Ich war beileibe nicht der Einzige, der sich dazu zwingen musste, das Spiel wie ursprünglich beabsichtigt zu spielen. Auch den Entwicklern wurde während der Produktion klar, dass sie es genauso testen mussten, wie es gespielt wird – ohne „Abkürzungen“.
„Da wir bei der Entwicklung oft eng zusammensitzen, müssen wir da wirklich aufpassen. Die Verlockung, einfach Discord zu benutzen oder etwas mit zwei Spielern zu testen, ist sehr groß“, betont Schipper. „Manchmal müssen wir uns die gleichen Einschränkungen auferlegen, die für die Spieler gelten, damit wir wirklich sehen können, ob etwas funktioniert.“
Kann diese anspruchsvolle Spielmechanik auch in Frustration umschlagen? „Das ist manchmal ein sehr schmaler Grat“, gibt Schipper lachend zu. Wenn ein Rätsel allerdings nicht ganz so funktioniert, wie es sollte, testet das Team es während der Entwicklung mit der Community, um es vor der Veröffentlichung so weit wie möglich zu verbessern.

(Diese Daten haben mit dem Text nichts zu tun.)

use crate::backup;
use crate::ipc::error::{respond, ApiError, ApiResult};
use crate::ipc::handlers::core::open_workspace;
use crate::ipc::helpers::required_str;
use crate::ipc::types::{AppState, Request};
use serde_json::json;
use std::path::PathBuf;

fn current_workspace(state: &AppState) -> Result<PathBuf, ApiError> {
    state.workspace.clone().ok_or(ApiError::NoWorkspace)
}

fn handle_export(state: &mut AppState, req: &Request) -> ApiResult {
    let out_path = required_str(req, "outPath")?;
    let workspace = current_workspace(state)?;
    if let Some(conn) = state.db.as_ref() {
        if let Err(e) = conn.execute_batch("PRAGMA wal_checkpoint(FULL)") {
            tracing::warn!(error = %e, "wal checkpoint before export failed");
        }
    }

    let export = backup::export_workspace_bundle(&workspace, &PathBuf::from(&out_path))
        .map_err(|e| ApiError::Io(format!("{e:#}")))?;
    tracing::info!(path = %out_path, entries = export.entry_count, "workspace exported");
    Ok(json!({
        "ok": true,
        "path": out_path,
        "bundleFormat": export.bundle_format,
        "entryCount": export.entry_count,
    }))
}

/// A failed reopen takes precedence; the restore error is logged so it is not lost.
fn settle_import(
    restored: anyhow::Result<backup::ImportSummary>,
    reopened: Result<(), ApiError>,
) -> Result<backup::ImportSummary, ApiError> {
    if let Err(reopen) = reopened {
        if let Err(e) = &restored {
            tracing::error!(error = %format!("{e:#}"), "workspace restore failed before reopen");
        }
        return Err(reopen);
    }
    restored.map_err(|e| ApiError::Io(format!("{e:#}")))
}

fn handle_import(state: &mut AppState, req: &Request) -> ApiResult {
    let in_path = required_str(req, "inPath")?;
    let workspace = current_workspace(state)?;
    let src = PathBuf::from(&in_path);
    if !src.is_file() {
        return Err(ApiError::not_found(format!("bundle file not found: {in_path}")));
    }

    // Release the handle before the file underneath it is replaced.
    state.db = None;
    let restored = backup::import_workspace_bundle(&src, &workspace);
    // Reopen whatever is on disk, even when the restore failed part way.
    let reopened = open_workspace(state, &workspace);
    let import = settle_import(restored, reopened)?;

    tracing::info!(
        path = %in_path,
        format = import.bundle_format_detected,
        "workspace restored"
    );
    Ok(json!({
        "ok": true,
        "workspacePath": workspace.to_string_lossy(),
        "bundleFormatDetected": import.bundle_format_detected,
        "configRestored": import.config_restored,
    }))
}

pub fn try_handle(state: &mut AppState, req: &Request) -> Option<serde_json::Value> {
    let result = match req.method.as_str() {
        "admin.backup.export" => handle_export(state, req),
        "admin.backup.import" => handle_import(state, req),
        _ => return None,
    };
    Some(respond(&req.id, result))
}

#[cfg(test)]
mod tests {
    use super::*;
    use anyhow::anyhow;

    fn reopen_failure() -> Result<(), ApiError> {
        Err(ApiError::Db {
            code: "db_open_failed",
            message: "file is not a database".into(),
            table: None,
        })
    }

    #[test]
    fn reopen_failure_wins_over_restore_failure() {
        let err = settle_import(Err(anyhow!("bundle missing manifest.json")), reopen_failure())
            .expect_err("reopen failure");
        assert_eq!(err.code(), "db_open_failed");
    }

    #[test]
    fn restore_failure_surfaces_after_a_clean_reopen() {
        let err = settle_import(Err(anyhow!("bundle missing manifest.json")), Ok(()))
            .expect_err("restore failure");
        assert_eq!(err.code(), "io_failed");
        assert!(err.to_string().contains("manifest.json"));

        let summary = backup::ImportSummary {
            bundle_format_detected: "sqlite3",
            config_restored: false,
        };
        let ok = settle_import(Ok(summary), Ok(())).expect("restored");
        assert_eq!(ok.bundle_format_detected, "sqlite3");
    }
}
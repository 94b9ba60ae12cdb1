use serde::{Deserialize, Serialize};

use crate::distribution::DistributionFeatureRow;
use crate::error::{CoreError, CoreResult};
use crate::stats::{mean, median, round_to, sample_std};

#[derive(Debug, Clone, Copy, PartialEq, Eq, Hash, Serialize, Deserialize)]
pub enum FeatureColumn {
    ZoneTopCount,
    ZoneMidCount,
    ZoneLowCount,
    MeanRank,
    MinRank,
    MaxRank,
}

impl FeatureColumn {
    pub const ALL: [FeatureColumn; 6] = [
        FeatureColumn::ZoneTopCount,
        FeatureColumn::ZoneMidCount,
        FeatureColumn::ZoneLowCount,
        FeatureColumn::MeanRank,
        FeatureColumn::MinRank,
        FeatureColumn::MaxRank,
    ];

    pub const ZONES: [FeatureColumn; 3] = [
        FeatureColumn::ZoneTopCount,
        FeatureColumn::ZoneMidCount,
        FeatureColumn::ZoneLowCount,
    ];

    pub fn name(self) -> &'static str {
        match self {
            FeatureColumn::ZoneTopCount => "zone_top_count",
            FeatureColumn::ZoneMidCount => "zone_mid_count",
            FeatureColumn::ZoneLowCount => "zone_low_count",
            FeatureColumn::MeanRank => "mean_rank",
            FeatureColumn::MinRank => "min_rank",
            FeatureColumn::MaxRank => "max_rank",
        }
    }

    pub fn from_name(name: &str) -> Option<Self> {
        Self::ALL.into_iter().find(|c| c.name() == name)
    }

    fn index(self) -> usize {
        self as usize
    }

    pub fn value(self, row: &DistributionFeatureRow) -> f64 {
        match self {
            FeatureColumn::ZoneTopCount => f64::from(row.zone_top_count),
            FeatureColumn::ZoneMidCount => f64::from(row.zone_mid_count),
            FeatureColumn::ZoneLowCount => f64::from(row.zone_low_count),
            FeatureColumn::MeanRank => row.mean_rank,
            FeatureColumn::MinRank => f64::from(row.min_rank),
            FeatureColumn::MaxRank => f64::from(row.max_rank),
        }
    }
}

#[derive(Debug, Clone, Copy, PartialEq, Default, Serialize, Deserialize)]
pub struct FeatureVector([f64; 6]);

impl FeatureVector {
    pub fn get(&self, column: FeatureColumn) -> f64 {
        self.0[column.index()]
    }

    pub fn set(&mut self, column: FeatureColumn, value: f64) {
        self.0[column.index()] = value;
    }

    pub fn iter(&self) -> impl Iterator<Item = (FeatureColumn, f64)> + '_ {
        FeatureColumn::ALL.into_iter().map(|c| (c, self.get(c)))
    }
}

#[derive(Debug, Clone, Copy, PartialEq, Eq, Hash)]
pub enum Statistic {
    Mean,
    Std,
    Median,
}

impl Statistic {
    pub const ALL: [Statistic; 3] = [Statistic::Mean, Statistic::Std, Statistic::Median];

    pub fn name(self) -> &'static str {
        match self {
            Statistic::Mean => "mean",
            Statistic::Std => "std",
            Statistic::Median => "median",
        }
    }
}

/// Dataset-wide mean, sample std and median of every feature column,
/// each rounded to 3 decimals.
#[derive(Debug, Clone, PartialEq, Serialize, Deserialize)]
pub struct AggregateStats {
    pub rows: usize,
    pub mean: FeatureVector,
    pub std: FeatureVector,
    pub median: FeatureVector,
}

impl AggregateStats {
    pub fn row(&self, stat: Statistic) -> &FeatureVector {
        match stat {
            Statistic::Mean => &self.mean,
            Statistic::Std => &self.std,
            Statistic::Median => &self.median,
        }
    }

    pub fn get(&self, stat: Statistic, column: FeatureColumn) -> f64 {
        self.row(stat).get(column)
    }

    pub fn lookup(&self, stat: &str, column: &str) -> Option<f64> {
        let stat = Statistic::ALL.into_iter().find(|s| s.name() == stat)?;
        let column = FeatureColumn::from_name(column)?;
        Some(self.get(stat, column))
    }
}

pub fn compute_aggregate_stats(rows: &[DistributionFeatureRow]) -> CoreResult<AggregateStats> {
    if rows.len() < 2 {
        return Err(CoreError::InsufficientSamples { rows: rows.len() });
    }

    let mut out = AggregateStats {
        rows: rows.len(),
        mean: FeatureVector::default(),
        std: FeatureVector::default(),
        median: FeatureVector::default(),
    };
    for column in FeatureColumn::ALL {
        let values: Vec<f64> = rows.iter().map(|r| column.value(r)).collect();
        let insufficient = || CoreError::InsufficientSamples { rows: rows.len() };
        out.mean.set(column, round_to(mean(&values).ok_or_else(insufficient)?, 3));
        out.std.set(column, round_to(sample_std(&values).ok_or_else(insufficient)?, 3));
        out.median.set(column, round_to(median(&values).ok_or_else(insufficient)?, 3));
    }
    Ok(out)
}
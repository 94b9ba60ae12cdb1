use std::fs;

use anyhow::{Context, Result, anyhow};

use loto_features::cli::{self, flag_path, has_flag};
use loto_features::config::AppConfig;
use loto_features::page_cache::PageCache;
use loto_features::{draw_store, logging, persist, results_table};

fn main() -> Result<()> {
    let cfg = AppConfig::from_env()?;
    logging::init_tracing(&cfg.log_level);

    let args = cli::args();
    let cache = PageCache::new(
        flag_path(&args, "html-dir").unwrap_or_else(|| cfg.html_dir()),
        cfg.request_delay,
    );
    let pages = cache.cached_pages()?;
    if pages.is_empty() {
        return Err(anyhow!(
            "no cached pages in {}; run fetch_pages first",
            cache.dir().display()
        ));
    }

    let mut sources = Vec::with_capacity(pages.len());
    for path in &pages {
        let bytes = fs::read(path).with_context(|| format!("read {}", path.display()))?;
        let label = path
            .file_stem()
            .map(|s| s.to_string_lossy().into_owned())
            .unwrap_or_default();
        sources.push((label, String::from_utf8_lossy(&bytes).into_owned()));
    }
    let history = results_table::merge_pages(sources)?;

    let out_dir = flag_path(&args, "out").unwrap_or_else(|| cfg.rawdf_dir());
    let results_path = persist::write_results(&out_dir, &history)?;

    println!("Results table built");
    println!("Pages: {}", pages.len());
    println!("Draws: {}", history.len());
    println!("Results: {}", results_path.display());

    if !has_flag(&args, "no-db") {
        let db_path = flag_path(&args, "db").unwrap_or_else(|| cfg.db_path());
        let mut conn = draw_store::open_db(&db_path)?;
        let summary = draw_store::upsert_draws(&mut conn, &history, pages.len())?;
        println!("DB: {}", db_path.display());
        println!("Draws upserted: {}", summary.draws_upserted);
        println!(
            "Latest draw: {}",
            summary
                .latest_draw
                .map(|id| id.to_string())
                .unwrap_or_else(|| "n/a".to_string())
        );
    }
    Ok(())
}
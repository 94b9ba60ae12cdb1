use std::collections::BTreeMap;
use std::fs;
use std::path::{Path, PathBuf};
use std::thread;
use std::time::{Duration, SystemTime, UNIX_EPOCH};

use anyhow::{Context, Result, anyhow};
use reqwest::blocking::Client;
use serde::{Deserialize, Serialize};
use tracing::{info, warn};

const RESULTS_BASE_URL: &str = "https://takarakuji.rakuten.co.jp/backnumber";
const MANIFEST_FILE: &str = "manifest.json";
const MANIFEST_VERSION: u32 = 1;

#[derive(Debug, Clone, Serialize, Deserialize, Default)]
struct Manifest {
    version: u32,
    pages: BTreeMap<String, ManifestEntry>,
}

#[derive(Debug, Clone, Serialize, Deserialize)]
struct ManifestEntry {
    url: String,
    bytes: usize,
    fetched_at: u64,
}

#[derive(Debug, Clone, Default)]
pub struct FetchSummary {
    pub fetched: Vec<PathBuf>,
    pub skipped: usize,
    pub errors: Vec<String>,
}

/// Issue list file: a JSON array such as `["202401", "1850-1854"]`.
pub fn load_issue_numbers(path: &Path) -> Result<Vec<String>> {
    let raw = fs::read_to_string(path)
        .with_context(|| format!("read issue list {}", path.display()))?;
    let issues: Vec<String> =
        serde_json::from_str(&raw).with_context(|| format!("parse issue list {}", path.display()))?;
    Ok(issues
        .into_iter()
        .map(|s| s.trim().to_string())
        .filter(|s| !s.is_empty())
        .collect())
}

/// Month pages (`202401`) live under the backnumber listing, draw ranges
/// (`1850-1854`) under the detail listing.
pub fn page_url(issue: &str) -> String {
    page_url_at(RESULTS_BASE_URL, issue)
}

fn page_url_at(base: &str, issue: &str) -> String {
    let base = base.trim_end_matches('/');
    if issue.contains('-') {
        format!("{base}/loto6_detail/{issue}/")
    } else {
        format!("{base}/loto6/{issue}/")
    }
}

pub struct PageCache {
    dir: PathBuf,
    delay: Duration,
    base_url: String,
}

impl PageCache {
    pub fn new(dir: impl Into<PathBuf>, delay: Duration) -> Self {
        Self {
            dir: dir.into(),
            delay,
            base_url: RESULTS_BASE_URL.to_string(),
        }
    }

    pub fn with_base_url(mut self, base_url: impl Into<String>) -> Self {
        self.base_url = base_url.into();
        self
    }

    pub fn dir(&self) -> &Path {
        &self.dir
    }

    pub fn page_path(&self, issue: &str) -> PathBuf {
        self.dir.join(format!("{issue}.bin"))
    }

    pub fn cached_pages(&self) -> Result<Vec<PathBuf>> {
        let entries = match fs::read_dir(&self.dir) {
            Ok(entries) => entries,
            Err(err) if err.kind() == std::io::ErrorKind::NotFound => return Ok(Vec::new()),
            Err(err) => {
                return Err(err).with_context(|| format!("list {}", self.dir.display()));
            }
        };
        let mut out = Vec::new();
        for entry in entries {
            let path = entry.context("read cache entry")?.path();
            if path.extension().is_some_and(|ext| ext == "bin") {
                out.push(path);
            }
        }
        out.sort();
        Ok(out)
    }

    pub fn fetch_missing(&self, client: &Client, issues: &[String]) -> Result<FetchSummary> {
        fs::create_dir_all(&self.dir)
            .with_context(|| format!("create cache dir {}", self.dir.display()))?;
        let mut manifest = self.load_manifest();
        let mut summary = FetchSummary::default();

        for issue in issues {
            let path = self.page_path(issue);
            if path.is_file() {
                info!(issue = %issue, "skipped: already cached");
                summary.skipped += 1;
                continue;
            }
            let url = page_url_at(&self.base_url, issue);
            let fetched = fetch_page(client, &url)
                .and_then(|body| write_atomic(&path, &body).map(|()| body));
            match fetched {
                Ok(body) => {
                    manifest.pages.insert(
                        issue.clone(),
                        ManifestEntry {
                            url,
                            bytes: body.len(),
                            fetched_at: system_time_to_secs(SystemTime::now()).unwrap_or_default(),
                        },
                    );
                    info!(issue = %issue, bytes = body.len(), "fetched page");
                    summary.fetched.push(path);
                }
                Err(err) => {
                    warn!(issue = %issue, error = %err, "page fetch failed");
                    summary.errors.push(format!("{issue}: {err:#}"));
                }
            }
            thread::sleep(self.delay);
        }

        manifest.version = MANIFEST_VERSION;
        self.save_manifest(&manifest)?;
        Ok(summary)
    }

    fn load_manifest(&self) -> Manifest {
        let Ok(raw) = fs::read_to_string(self.dir.join(MANIFEST_FILE)) else {
            return Manifest::default();
        };
        match serde_json::from_str::<Manifest>(&raw) {
            Ok(manifest) if manifest.version == MANIFEST_VERSION => manifest,
            Ok(manifest) => {
                warn!(version = manifest.version, "page manifest version changed, starting fresh");
                Manifest::default()
            }
            Err(err) => {
                warn!(error = %err, "page manifest unreadable, starting fresh");
                Manifest::default()
            }
        }
    }

    fn save_manifest(&self, manifest: &Manifest) -> Result<()> {
        let json = serde_json::to_vec_pretty(manifest).context("serialize page manifest")?;
        write_atomic(&self.dir.join(MANIFEST_FILE), &json)
    }
}

fn fetch_page(client: &Client, url: &str) -> Result<Vec<u8>> {
    let resp = client.get(url).send().context("request failed")?;
    let status = resp.status();
    if !status.is_success() {
        return Err(anyhow!("http {status} for {url}"));
    }
    let body = resp.bytes().context("failed reading body")?;
    Ok(body.to_vec())
}

pub(crate) fn write_atomic(path: &Path, bytes: &[u8]) -> Result<()> {
    if let Some(dir) = path.parent() {
        fs::create_dir_all(dir).with_context(|| format!("create {}", dir.display()))?;
    }
    let mut tmp = path.as_os_str().to_owned();
    tmp.push(".tmp");
    let tmp = PathBuf::from(tmp);
    fs::write(&tmp, bytes).with_context(|| format!("write {}", tmp.display()))?;
    fs::rename(&tmp, path).with_context(|| format!("swap {}", path.display()))?;
    Ok(())
}

fn system_time_to_secs(time: SystemTime) -> Option<u64> {
    time.duration_since(UNIX_EPOCH).ok().map(|d| d.as_secs())
}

Während ich weiterspielte, mein Sohn nur noch über das Walkie-Talkie aus dem Dunkel zu mir sprach und wir beide versuchten, herauszufinden, was wir tun mussten, war ich immer wieder verblüfft, wie raffiniert die Herausforderungen waren, vor allem dann, wenn ein völlig neues Rätsel vorgestellt wurde, das einer von uns beiden dem anderen irgendwie vermitteln musste.
„In vieler Hinsicht spielen wir Entwicklung im Expertenmodus“, sagt Schipper. „Jedes Rätsel ist einzigartig, jeder Level hat seine eigene Mechanik, die nur für diese 40 Minuten entwickelt wurde, und aufgrund des Spielprinzips sind viele konventionelle oder standardmäßige Systeme gar nicht anwendbar.“
Die gute Nachricht ist, dass sich all die Zeit und Mühe gelohnt haben. Der Einfluss anderer Rätselspiele wie Keep Talking and Nobody Explodes und die Atmosphäre von Horrorspielen wie Amnesia: The Dark Descent lassen sich nicht leugnen, trotzdem ist We Were Here Forever dank seiner Ideen und der speziellen Spielweise etwas Besonderes. „Wir hoffen, damit wirklich neue Spielerlebnisse zu schaffen“, erzählt mir Schipper. „Der Aufwand lohnt sich!“
We Were Here Forever ist jetzt im Epic Games Store verfügbar.